Wong is a mathematician. He received his master’s degree in mathematics from the University of the Philippines in Diliman, Quezon City. He graduated magna cum laude in chemical engineering from Polytechnic Colleges of the Philippines (Central Colleges of the Philippines) in Sta. Mesa, Manila.
He taught math at Mapua Institute of Technology in Manila from 1967 until he retired in 1996, when he was conferred Mentor of the Year by the math department, the first time Mapua gave this award for math and physics.
Wong started to dabble in watercolor during his primary art classes in Chinatown. He continued in high school under watercolorist Yu Kengtong, a product of U.P. School of Fine Arts.
In his free time, Wong painted, entered and won competitions such as the Shell Art Contest and Art Association of the Philippines.

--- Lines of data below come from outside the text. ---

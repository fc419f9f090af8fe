//! Layered configuration.
//!
//! Sources are merged in order, later ones winning:
//!
//! 1. built-in defaults,
//! 2. `nupack.{toml,yaml,yml,json}` in the platform config directory,
//! 3. an explicitly given file (its format picked by extension),
//! 4. `NUPACK_*` environment variables, with `__` separating nested keys
//!    (`NUPACK_SEARCH__MAX_TAKE=500`).

pub mod error;

use crate::error::{ErrorKind, Result};
use directories::ProjectDirs;
use exn::{OptionExt, ResultExt};
use figment::Figment;
use figment::providers::{Env, Format, Json, Serialized, Toml, Yaml};
use nupack_ingest::{DEFAULT_MAX_PACKAGE_SIZE, IngestOptions};
use serde::{Deserialize, Serialize};
use std::path::{Path, PathBuf};

pub const ENV_PREFIX: &str = "NUPACK_";
const APPLICATION: &str = "nupack";
const FILE_STEM: &str = "nupack";

#[derive(Debug, Clone, Default, PartialEq, Eq, Serialize, Deserialize)]
#[serde(default)]
pub struct Config {
    pub storage: StorageConfig,
    pub ingest: IngestConfig,
    pub search: SearchConfig,
}

#[derive(Debug, Clone, Default, PartialEq, Eq, Serialize, Deserialize)]
#[serde(default)]
pub struct StorageConfig {
    /// Package root. `${VAR}` references are expanded; relative paths are
    /// taken from the working directory. Unset means the platform data
    /// directory.
    pub path: Option<String>,
}

#[derive(Debug, Clone, PartialEq, Eq, Serialize, Deserialize)]
#[serde(default)]
pub struct IngestConfig {
    /// Largest accepted upload, in bytes
    pub max_package_size: u64,
}
impl Default for IngestConfig {
    fn default() -> Self {
        Self { max_package_size: DEFAULT_MAX_PACKAGE_SIZE }
    }
}

impl IngestConfig {
    pub fn options(&self) -> IngestOptions {
        IngestOptions { max_package_size: self.max_package_size }
    }
}

#[derive(Debug, Clone, PartialEq, Eq, Serialize, Deserialize)]
#[serde(default)]
pub struct SearchConfig {
    pub default_take: usize,
    pub max_take: usize,
}
impl Default for SearchConfig {
    fn default() -> Self {
        Self { default_take: 20, max_take: 1000 }
    }
}

impl SearchConfig {
    /// Page size for a request: the default when unspecified, never above
    /// `max_take`.
    pub fn take(&self, requested: Option<usize>) -> usize {
        requested.unwrap_or(self.default_take).min(self.max_take)
    }
}

fn project_dirs() -> Option<ProjectDirs> {
    ProjectDirs::from("", "", APPLICATION)
}

fn file_provider(figment: Figment, path: &Path) -> Result<Figment> {
    let extension = path.extension().and_then(|e| e.to_str()).map(str::to_ascii_lowercase);
    Ok(match extension.as_deref() {
        Some("toml") => figment.merge(Toml::file_exact(path)),
        Some("yaml" | "yml") => figment.merge(Yaml::file_exact(path)),
        Some("json") => figment.merge(Json::file_exact(path)),
        _ => exn::bail!(ErrorKind::UnsupportedFormat(path.to_path_buf())),
    })
}

impl Config {
    /// Load configuration from every layer.
    ///
    /// # Errors
    ///
    /// Fails if `explicit` is given but missing or of an unknown format, if a
    /// source does not parse, or if the merged values are invalid.
    pub fn load(explicit: Option<&Path>) -> Result<Self> {
        let mut figment = Figment::from(Serialized::defaults(Self::default()));
        if let Some(dirs) = project_dirs() {
            for extension in ["toml", "yaml", "yml", "json"] {
                let path = dirs.config_dir().join(format!("{FILE_STEM}.{extension}"));
                if path.is_file() {
                    tracing::debug!(path = %path.display(), "Loading user configuration");
                    figment = file_provider(figment, &path)?;
                }
            }
        }
        if let Some(path) = explicit {
            if !path.is_file() {
                exn::bail!(ErrorKind::NotFound(path.to_path_buf()));
            }
            figment = file_provider(figment, path)?;
        }
        Self::from_figment(figment.merge(Env::prefixed(ENV_PREFIX).split("__")))
    }

    /// Extract and validate a configuration from an assembled figment.
    pub fn from_figment(figment: Figment) -> Result<Self> {
        let config: Self = figment.extract().or_raise(|| ErrorKind::Parse)?;
        config.validate()?;
        Ok(config)
    }

    pub fn validate(&self) -> Result<()> {
        if self.ingest.max_package_size == 0 {
            exn::bail!(ErrorKind::Invalid("ingest.max_package_size must be positive".to_string()));
        }
        if self.search.max_take == 0 {
            exn::bail!(ErrorKind::Invalid("search.max_take must be positive".to_string()));
        }
        if self.search.default_take == 0 || self.search.default_take > self.search.max_take {
            exn::bail!(ErrorKind::Invalid(format!(
                "search.default_take must be between 1 and {}",
                self.search.max_take
            )));
        }
        Ok(())
    }

    /// The package root this configuration points at.
    pub fn storage_root(&self) -> Result<PathBuf> {
        self.storage_root_with(|name| std::env::var(name).ok())
    }

    fn storage_root_with(&self, lookup: impl Fn(&str) -> Option<String>) -> Result<PathBuf> {
        let Some(raw) = self.storage.path.as_deref().map(str::trim).filter(|p| !p.is_empty()) else {
            let dirs = project_dirs().ok_or_raise(|| ErrorKind::NoDataDirectory)?;
            return Ok(dirs.data_dir().join("packages"));
        };
        let path = PathBuf::from(expand_vars(raw, lookup)?);
        if path.is_absolute() {
            return Ok(path);
        }
        let cwd = std::env::current_dir()
            .or_raise(|| ErrorKind::Invalid("cannot resolve relative storage path".to_string()))?;
        Ok(cwd.join(path))
    }
}

/// Replace every `${NAME}` with the value `lookup` gives for it.
fn expand_vars(input: &str, lookup: impl Fn(&str) -> Option<String>) -> Result<String> {
    let mut out = String::with_capacity(input.len());
    let mut rest = input;
    while let Some(start) = rest.find("${") {
        out.push_str(&rest[..start]);
        let after = &rest[start + 2..];
        let Some(end) = after.find('}') else {
            exn::bail!(ErrorKind::Invalid(format!("unterminated variable in {input:?}")));
        };
        let name = &after[..end];
        let value = lookup(name).ok_or_raise(|| ErrorKind::UndefinedVariable(name.to_string()))?;
        out.push_str(&value);
        rest = &after[end + 1..];
    }
    out.push_str(rest);
    Ok(out)
}

#[cfg(test)]
mod tests {
    use super::*;
    use rstest::rstest;
    use std::io::Write;

    fn lookup(name: &str) -> Option<String> {
        match name {
            "HOME" => Some("/home/user".to_string()),
            "DATA" => Some("data".to_string()),
            _ => None,
        }
    }

    #[rstest]
    #[case("/srv/packages", "/srv/packages")]
    #[case("${HOME}/packages", "/home/user/packages")]
    #[case("${HOME}/${DATA}", "/home/user/data")]
    #[case("$HOME/literal", "$HOME/literal")]
    fn test_expand_vars(#[case] input: &str, #[case] expected: &str) {
        assert_eq!(expand_vars(input, lookup).unwrap(), expected);
    }

    #[rstest]
    #[case("${MISSING}/x", ErrorKind::UndefinedVariable("MISSING".to_string()))]
    #[case("${HOME", ErrorKind::Invalid("unterminated variable in \"${HOME\"".to_string()))]
    fn test_expand_vars_errors(#[case] input: &str, #[case] expected: ErrorKind) {
        assert_eq!(*expand_vars(input, lookup).unwrap_err(), expected);
    }

    #[test]
    fn test_storage_root() {
        let storage = StorageConfig { path: Some("${HOME}/pkgs".to_string()) };
        let absolute = Config { storage, ..Default::default() };
        assert_eq!(absolute.storage_root_with(lookup).unwrap(), PathBuf::from("/home/user/pkgs"));

        let relative = Config { storage: StorageConfig { path: Some("${DATA}".to_string()) }, ..Default::default() };
        assert_eq!(relative.storage_root_with(lookup).unwrap(), std::env::current_dir().unwrap().join("data"));
    }

    #[test]
    fn test_defaults() {
        let config = Config::from_figment(Figment::from(Serialized::defaults(Config::default()))).unwrap();
        assert_eq!(config.ingest.options(), IngestOptions::default());
        assert_eq!(config.search.default_take, 20);
        assert_eq!(config.search.max_take, 1000);
        assert_eq!(config.storage.path, None);
    }

    #[rstest]
    #[case("toml", "[storage]\npath = \"/srv/nupack\"\n[search]\nmax_take = 50\n")]
    #[case("yaml", "storage:\n  path: /srv/nupack\nsearch:\n  max_take: 50\n")]
    #[case("json", r#"{"storage": {"path": "/srv/nupack"}, "search": {"max_take": 50}}"#)]
    fn test_explicit_file(#[case] extension: &str, #[case] contents: &str) {
        let mut file = tempfile::Builder::new().suffix(&format!(".{extension}")).tempfile().unwrap();
        file.write_all(contents.as_bytes()).unwrap();
        let figment = file_provider(Figment::from(Serialized::defaults(Config::default())), file.path()).unwrap();
        let config = Config::from_figment(figment).unwrap();
        assert_eq!(config.storage.path.as_deref(), Some("/srv/nupack"));
        assert_eq!(config.search.max_take, 50);
        assert_eq!(config.search.default_take, 20);
    }

    #[test]
    fn test_explicit_file_errors() {
        let missing = Path::new("/definitely/not/here/nupack.toml");
        assert_eq!(*Config::load(Some(missing)).unwrap_err(), ErrorKind::NotFound(missing.to_path_buf()));

        let file = tempfile::Builder::new().suffix(".ini").tempfile().unwrap();
        let err = Config::load(Some(file.path())).unwrap_err();
        assert_eq!(*err, ErrorKind::UnsupportedFormat(file.path().to_path_buf()));
    }

    #[rstest]
    #[case(r#"{"search": {"default_take": 0}}"#)]
    #[case(r#"{"search": {"default_take": 20, "max_take": 10}}"#)]
    #[case(r#"{"ingest": {"max_package_size": 0}}"#)]
    fn test_invalid(#[case] json: &str) {
        let figment = Figment::from(Serialized::defaults(Config::default())).merge(Json::string(json));
        assert!(matches!(*Config::from_figment(figment).unwrap_err(), ErrorKind::Invalid(_)));
    }

    #[test]
    fn test_malformed() {
        let figment = Figment::from(Serialized::defaults(Config::default()))
            .merge(Json::string(r#"{"search": {"max_take": "lots"}}"#));
        assert_eq!(*Config::from_figment(figment).unwrap_err(), ErrorKind::Parse);
    }

    #[rstest]
    #[case(None, 20)]
    #[case(Some(5), 5)]
    #[case(Some(5000), 1000)]
    fn test_take(#[case] requested: Option<usize>, #[case] expected: usize) {
        assert_eq!(SearchConfig::default().take(requested), expected);
    }
}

For three years, he was one of the top five watercolorists, and was elevated to the Hall of Fame after his third win in Gallery Genesis’ annual Kulay sa Tubig watercolor competition in 1996.
The three paintings that got him the awards were, Wong reminisces, of Chinese seascapes (two Fujian sceneries and one Hainan seaside scenery), and signed with his traditional Chinese name chop. The recognition had taken on more meaning because the seven judges were all Filipinos.
Wong is an active member of the Kho Shou Art Club, Watercolor Society of the Philippines, Watercolorists Association of the Philippines, Manila Watercolor Society (Agos Kulay Maynila) and the Art Association of the Philippines. He has exhibited in Hong Kong, Korea, Taiwan, Honolulu and China in around 20 solo shows.
Wong’s watercolors show what he loves most about his country of birth and his ancestors’ hometown: the seaside, blue seas, white sand and coconut trees of the Philippines; and mountain crags and ancient canals of China.
His paintings of Wuyi, Huangshan, Danxia, Lu and Zhangjiajie Mountains at different times of day are breathtaking. His work on Yongding, Xiayang Village, Lungyan and Fuzhou, all in Fujian province, transports one to the magical world of the dragon.
Meanwhile, “Mines View Park in Baguio,” “Jones Bridge in Manila,” “Boracay” and “Taal” breathe of love for his adopted home.
His strokes are influenced by traditional Chinese brushwork, although he uses watercolor painting technique that probably dates back to the cave paintings of paleolithic Europe. The same has been used for manuscript illumination since at least the Egyptian times, and during Europe’s Middle Ages.
At a time when emotions run high over the maritime territorial disputes between China and the Philippines, it is noteworthy to take stock of the initial efforts and continuing perseverance of artists like Wong to promote artistic fusion and cultural exchanges of the two countries and friendship between the two peoples.
This article was revised and submitted by the author to Tulay. It is based on an article published in the Philippine Daily Inquirer July 8, 2012. – Ed.